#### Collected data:
____________________

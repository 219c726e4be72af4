//! `ipapi.co` backend.
//!
//! Unauthenticated requests are rate limited (roughly a thousand a day per
//! address), which is plenty for one lookup per wizard session. When the
//! service cannot answer it still replies `200` with `{"error": true}`.

use crate::backend::Backend;
use crate::error::{Error, Result};
use crate::types::GeoLocation;
use serde::Deserialize;
use std::time::Duration;

/// Default lookup endpoint.
pub const DEFAULT_ENDPOINT: &str = "https://ipapi.co/json/";

/// Default request timeout.
pub const DEFAULT_TIMEOUT: Duration = Duration::from_secs(5);

/// `ipapi.co` location backend.
///
/// # Example
///
/// ```no_run
/// use locate::backend::Backend;
/// use locate::backend::ipapi::IpApiBackend;
///
/// let backend = IpApiBackend::new();
/// let location = backend.lookup().unwrap();
/// println!("{location}");
/// ```
pub struct IpApiBackend {
    /// HTTP agent for requests.
    agent: ureq::Agent,
    /// Lookup URL.
    endpoint: String,
}

/// Response body fields we read.
#[derive(Debug, Default, Deserialize)]
#[serde(default)]
struct IpApiResponse {
    city: Option<String>,
    region: Option<String>,
    country_name: Option<String>,
    error: bool,
    reason: Option<String>,
}

impl IpApiBackend {
    /// Create a backend for the default endpoint and timeout.
    #[must_use]
    pub fn new() -> Self {
        Self::with_endpoint(DEFAULT_ENDPOINT, DEFAULT_TIMEOUT)
    }

    /// Create a backend for a custom endpoint (mirrors, local test servers).
    pub fn with_endpoint(endpoint: impl Into<String>, timeout: Duration) -> Self {
        let agent: ureq::Agent = ureq::Agent::config_builder()
            .timeout_global(Some(timeout))
            .build()
            .into();
        Self {
            agent,
            endpoint: endpoint.into(),
        }
    }

    /// Get the lookup URL.
    #[must_use]
    pub fn endpoint(&self) -> &str {
        &self.endpoint
    }
}

impl Default for IpApiBackend {
    fn default() -> Self {
        Self::new()
    }
}

impl Backend for IpApiBackend {
    fn lookup(&self) -> Result<GeoLocation> {
        log::debug!("Requesting location from {}", self.endpoint);

        let body: String = self
            .agent
            .get(&self.endpoint)
            .header("Accept", "application/json")
            .header("User-Agent", concat!("vitae/", env!("CARGO_PKG_VERSION")))
            .call()?
            .body_mut()
            .read_to_string()?;

        parse_response(&body)
    }
}

/// Turn a response body into a location.
fn parse_response(body: &str) -> Result<GeoLocation> {
    let response: IpApiResponse = serde_json::from_str(body)?;

    if response.error {
        let reason = response.reason.unwrap_or_else(|| "unknown reason".to_string());
        return Err(Error::Unresolved(reason));
    }

    let location = GeoLocation {
        city: response.city.unwrap_or_default(),
        region: response.region.unwrap_or_default(),
        country: response.country_name.unwrap_or_default(),
    };

    if location.is_empty() {
        return Err(Error::Unresolved("response carried no location fields".to_string()));
    }
    Ok(location)
}

#[cfg(test)]
mod tests {
    use super::*;

    #[test]
    fn test_endpoint() {
        let backend = IpApiBackend::with_endpoint("http://localhost:9/json", Duration::from_millis(10));
        assert_eq!(backend.endpoint(), "http://localhost:9/json");
        assert_eq!(IpApiBackend::new().endpoint(), DEFAULT_ENDPOINT);
    }

    #[test]
    fn test_parse_full_response() {
        let body = r#"{
            "ip": "203.0.113.7",
            "city": "Porto Alegre",
            "region": "Rio Grande do Sul",
            "country_name": "Brazil",
            "country_code": "BR"
        }"#;
        let loc = parse_response(body).unwrap();
        assert_eq!(loc.display(), "Porto Alegre, Rio Grande do Sul, Brazil");
    }

    #[test]
    fn test_parse_null_fields() {
        let body = r#"{"city": null, "region": null, "country_name": "Iceland"}"#;
        let loc = parse_response(body).unwrap();
        assert_eq!(loc.display(), "Iceland");
    }

    #[test]
    fn test_parse_error_flag() {
        let body = r#"{"ip": "127.0.0.1", "error": true, "reason": "Reserved IP Address"}"#;
        let err = parse_response(body).unwrap_err();
        assert!(matches!(err, Error::Unresolved(ref r) if r == "Reserved IP Address"));
    }

    #[test]
    fn test_parse_empty_is_error() {
        let err = parse_response(r#"{"city": "", "region": "", "country_name": ""}"#).unwrap_err();
        assert!(matches!(err, Error::Unresolved(_)));
    }

    #[test]
    fn test_parse_malformed() {
        let err = parse_response("<html>Too Many Requests</html>").unwrap_err();
        assert!(matches!(err, Error::InvalidResponse(_)));
    }

    #[test]
    fn test_unreachable_endpoint_is_network_error() {
        // Port 9 (discard) is closed on test machines.
        let backend = IpApiBackend::with_endpoint("http://127.0.0.1:9/json", Duration::from_millis(500));
        let err = backend.lookup().unwrap_err();
        assert!(err.category().is_transient());
    }
}
use anyhow::Result;
use colored::Colorize;
use layout::{BlockKind, HeaderPlacement, LayoutId};

use crate::Context;
use crate::ui;

/// List the built-in preview layouts
pub fn run(ctx: &Context) -> Result<()> {
    ui::header("Layouts");

    for id in LayoutId::ALL {
        let descriptor = id.descriptor();
        let marker = if id == ctx.config.preview.layout {
            " (default)".green().to_string()
        } else {
            String::new()
        };
        ui::section(&format!("{}{}", id.display_name(), marker));
        ui::kv("id", id.as_str());

        let header = match descriptor.header {
            HeaderPlacement::Top { centered: true } => "top, centered".to_string(),
            HeaderPlacement::Top { centered: false } => "top".to_string(),
            HeaderPlacement::InColumn(i) => format!("column {}", i + 1),
        };
        ui::kv("header", &header);

        let spans: Vec<String> = descriptor.columns.iter().map(|c| c.span.to_string()).collect();
        ui::kv("columns", &spans.join(":"));

        for (i, column) in descriptor.columns.iter().enumerate() {
            let titles: Vec<&str> = column
                .blocks
                .iter()
                .filter(|b| b.kind != BlockKind::Objective || !descriptor.objective_in_header)
                .map(|b| b.title)
                .collect();
            ui::kv(&format!("column {}", i + 1), &titles.join(", "));
        }
    }

    if !ctx.quiet {
        println!();
        ui::dim("Select one with --layout <id> or [preview] layout in config.toml");
    }
    Ok(())
}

____________________

#### What you need to do:
Find the word "iter" in the entries above and gather every line that holds it.

#### Reply to the task:
        let spans: Vec<String> = descriptor.columns.iter().map(|c| c.span.to_string()).collect();
        for (i, column) in descriptor.columns.iter().enumerate() {
                .iter()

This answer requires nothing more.